##### MATERIAL PROVIDED #####
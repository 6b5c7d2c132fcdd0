//! URI value object
//!
//! The string is split into components once, following the generic syntax
//! of RFC 3986: `scheme:[//[userinfo@]host[:port]]path[?query][#fragment]`.
//! Components are not percent-decoded and are not normalized except that
//! the scheme is lowercased.
use std::fmt;
use std::str::FromStr;

use once_cell::unsync::OnceCell;

use crate::error::{Error, Result};


/// Components of the URI as they appear in the source string
#[derive(Debug, Default, PartialEq, Eq)]
struct RawParts<'a> {
    scheme: Option<&'a str>,
    user: Option<&'a str>,
    password: Option<&'a str>,
    host: Option<&'a str>,
    port: Option<u16>,
    path: &'a str,
    query: Option<&'a str>,
    fragment: Option<&'a str>,
}

fn is_scheme(s: &str) -> bool {
    let mut bytes = s.bytes();
    match bytes.next() {
        Some(ch) if ch.is_ascii_alphabetic() => {}
        _ => return false,
    }
    bytes.all(|ch| ch.is_ascii_alphanumeric() ||
                   ch == b'+' || ch == b'-' || ch == b'.')
}

fn parse_port(s: &str) -> Result<Option<u16>> {
    if s.is_empty() {
        return Ok(None);
    }
    if !s.bytes().all(|ch| ch.is_ascii_digit()) {
        return Err(Error::invalid(format!("invalid port {:?}", s)));
    }
    s.parse().map(Some)
        .map_err(|_| Error::invalid(format!("port {} is out of range", s)))
}

fn split_raw(input: &str) -> Result<RawParts> {
    let mut parts = RawParts::default();
    let mut rest = input;
    if let Some(pos) = rest.find('#') {
        parts.fragment = Some(&rest[pos+1..]);
        rest = &rest[..pos];
    }
    if let Some(pos) = rest.find('?') {
        parts.query = Some(&rest[pos+1..]);
        rest = &rest[..pos];
    }
    if let Some(colon) = rest.find(':') {
        if rest[..colon].find('/').is_none() {
            let scheme = &rest[..colon];
            if !is_scheme(scheme) {
                return Err(Error::invalid(
                    format!("malformed scheme in {:?}", input)));
            }
            parts.scheme = Some(scheme);
            rest = &rest[colon+1..];
        }
    }
    if let Some(after) = rest.strip_prefix("//") {
        let end = after.find('/').unwrap_or(after.len());
        split_authority(&after[..end], &mut parts)?;
        rest = &after[end..];
    }
    parts.path = rest;
    Ok(parts)
}

fn split_authority<'a>(authority: &'a str, parts: &mut RawParts<'a>)
    -> Result<()>
{
    let host_port = match authority.rfind('@') {
        Some(at) => {
            let userinfo = &authority[..at];
            match userinfo.find(':') {
                Some(colon) => {
                    parts.user = Some(&userinfo[..colon]);
                    parts.password = Some(&userinfo[colon+1..]);
                }
                None => parts.user = Some(userinfo),
            }
            &authority[at+1..]
        }
        None => authority,
    };
    let (host, port) = if host_port.starts_with('[') {
        let end = host_port.find(']').ok_or_else(|| Error::invalid(
            format!("unterminated IPv6 literal in {:?}", authority)))?;
        let port = match &host_port[end+1..] {
            "" => None,
            tail => match tail.strip_prefix(':') {
                Some(port) => parse_port(port)?,
                None => return Err(Error::invalid(
                    format!("garbage after IPv6 literal in {:?}", authority))),
            },
        };
        (&host_port[..end+1], port)
    } else {
        match host_port.rfind(':') {
            Some(colon) => (&host_port[..colon],
                            parse_port(&host_port[colon+1..])?),
            None => (host_port, None),
        }
    };
    if host.is_empty() && (parts.user.is_some() || port.is_some()) {
        return Err(Error::invalid(
            format!("authority {:?} has no host", authority)));
    }
    parts.host = Some(host);
    parts.port = port;
    Ok(())
}

/// An immutable URI
///
/// Mutators consume the value and return the changed one; if the new
/// component equals the current one the same value is returned as is.
#[derive(Clone, Default)]
pub struct Uri {
    scheme: String,
    user: String,
    password: Option<String>,
    host: String,
    port: Option<u16>,
    path: String,
    query: String,
    fragment: String,
    /// `[userinfo@]host[:port]`, reset whenever one of those changes
    authority: OnceCell<String>,
}

impl Uri {
    /// Parses the URI
    ///
    /// An empty string gives an empty URI. Fails on malformed scheme,
    /// non-numeric or out of range port, unterminated IPv6 literal and
    /// user info or port without a host.
    pub fn parse(input: &str) -> Result<Uri> {
        let raw = split_raw(input)?;
        Ok(Uri {
            scheme: raw.scheme.unwrap_or("").to_ascii_lowercase(),
            user: raw.user.unwrap_or("").to_string(),
            password: raw.password.map(String::from),
            host: raw.host.unwrap_or("").to_string(),
            port: raw.port,
            path: raw.path.to_string(),
            query: raw.query.unwrap_or("").to_string(),
            fragment: raw.fragment.unwrap_or("").to_string(),
            authority: OnceCell::new(),
        })
    }

    pub fn scheme(&self) -> &str {
        &self.scheme
    }
    /// `user[:password]`, empty when there is no user
    pub fn user_info(&self) -> String {
        match self.password {
            _ if self.user.is_empty() => String::new(),
            Some(ref password) => format!("{}:{}", self.user, password),
            None => self.user.clone(),
        }
    }
    /// `[userinfo@]host[:port]`, empty when there is no host
    pub fn authority(&self) -> &str {
        self.authority.get_or_init(|| {
            if self.host.is_empty() {
                return String::new();
            }
            let mut result = self.user_info();
            if !result.is_empty() {
                result.push('@');
            }
            result.push_str(&self.host);
            if let Some(port) = self.port {
                result.push(':');
                result.push_str(&port.to_string());
            }
            result
        })
    }
    pub fn host(&self) -> &str {
        &self.host
    }
    pub fn port(&self) -> Option<u16> {
        self.port
    }
    pub fn path(&self) -> &str {
        &self.path
    }
    /// Query string without leading `?`
    pub fn query(&self) -> &str {
        &self.query
    }
    /// Fragment without leading `#`
    pub fn fragment(&self) -> &str {
        &self.fragment
    }

    /// Sets the scheme, it's lowercased
    ///
    /// Fails if the scheme is not empty and is not a valid scheme name.
    pub fn with_scheme(mut self, scheme: &str) -> Result<Uri> {
        if !scheme.is_empty() && !is_scheme(scheme) {
            return Err(Error::invalid(
                format!("invalid scheme {:?}", scheme)));
        }
        let scheme = scheme.to_ascii_lowercase();
        if self.scheme != scheme {
            self.scheme = scheme;
        }
        Ok(self)
    }
    /// Sets user and password, password is dropped if the user is empty
    pub fn with_user_info(mut self, user: &str, password: Option<&str>)
        -> Uri
    {
        let password = password.filter(|_| !user.is_empty());
        if self.user != user || self.password.as_deref() != password {
            self.user = user.to_string();
            self.password = password.map(String::from);
            self.authority = OnceCell::new();
        }
        self
    }
    pub fn with_host(mut self, host: &str) -> Uri {
        if self.host != host {
            self.host = host.to_string();
            self.authority = OnceCell::new();
        }
        self
    }
    pub fn with_port(mut self, port: Option<u16>) -> Uri {
        if self.port != port {
            self.port = port;
            self.authority = OnceCell::new();
        }
        self
    }
    pub fn with_path(mut self, path: &str) -> Uri {
        if self.path != path {
            self.path = path.to_string();
        }
        self
    }
    /// Sets the query, leading `?` is stripped
    pub fn with_query(mut self, query: &str) -> Uri {
        let query = query.strip_prefix('?').unwrap_or(query);
        if self.query != query {
            self.query = query.to_string();
        }
        self
    }
    /// Sets the fragment, leading `#` is stripped
    pub fn with_fragment(mut self, fragment: &str) -> Uri {
        let fragment = fragment.strip_prefix('#').unwrap_or(fragment);
        if self.fragment != fragment {
            self.fragment = fragment.to_string();
        }
        self
    }
}

impl FromStr for Uri {
    type Err = Error;
    fn from_str(s: &str) -> Result<Uri> {
        Uri::parse(s)
    }
}

impl PartialEq for Uri {
    fn eq(&self, other: &Uri) -> bool {
        self.scheme == other.scheme &&
        self.user == other.user &&
        self.password == other.password &&
        self.host == other.host &&
        self.port == other.port &&
        self.path == other.path &&
        self.query == other.query &&
        self.fragment == other.fragment
    }
}

impl Eq for Uri {}

impl fmt::Display for Uri {
    fn fmt(&self, f: &mut fmt::Formatter) -> fmt::Result {
        if !self.scheme.is_empty() {
            write!(f, "{}:", self.scheme)?;
        }
        let authority = self.authority();
        let has_authority = !authority.is_empty() || self.scheme == "file";
        if has_authority {
            write!(f, "//{}", authority)?;
            if !self.path.is_empty() && !self.path.starts_with('/') {
                f.write_str("/")?;
            }
        }
        f.write_str(&self.path)?;
        if !self.query.is_empty() {
            write!(f, "?{}", self.query)?;
        }
        if !self.fragment.is_empty() {
            write!(f, "#{}", self.fragment)?;
        }
        Ok(())
    }
}

impl fmt::Debug for Uri {
    fn fmt(&self, f: &mut fmt::Formatter) -> fmt::Result {
        write!(f, "Uri({:?})", self.to_string())
    }
}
#####
WHAT IS EXPECTED:
Copy out only the lines above from the one with "self.scheme = scheme;" to the one with "let password = password.filter(|_|", inclusive, exactly as they stand.

REPLY TO THE EXERCISE:
            self.scheme = scheme;
        }
        Ok(self)
    }
    /// Sets user and password, password is dropped if the user is empty
    pub fn with_user_info(mut self, user: &str, password: Option<&str>)
        -> Uri
    {
        let password = password.filter(|_| !user.is_empty());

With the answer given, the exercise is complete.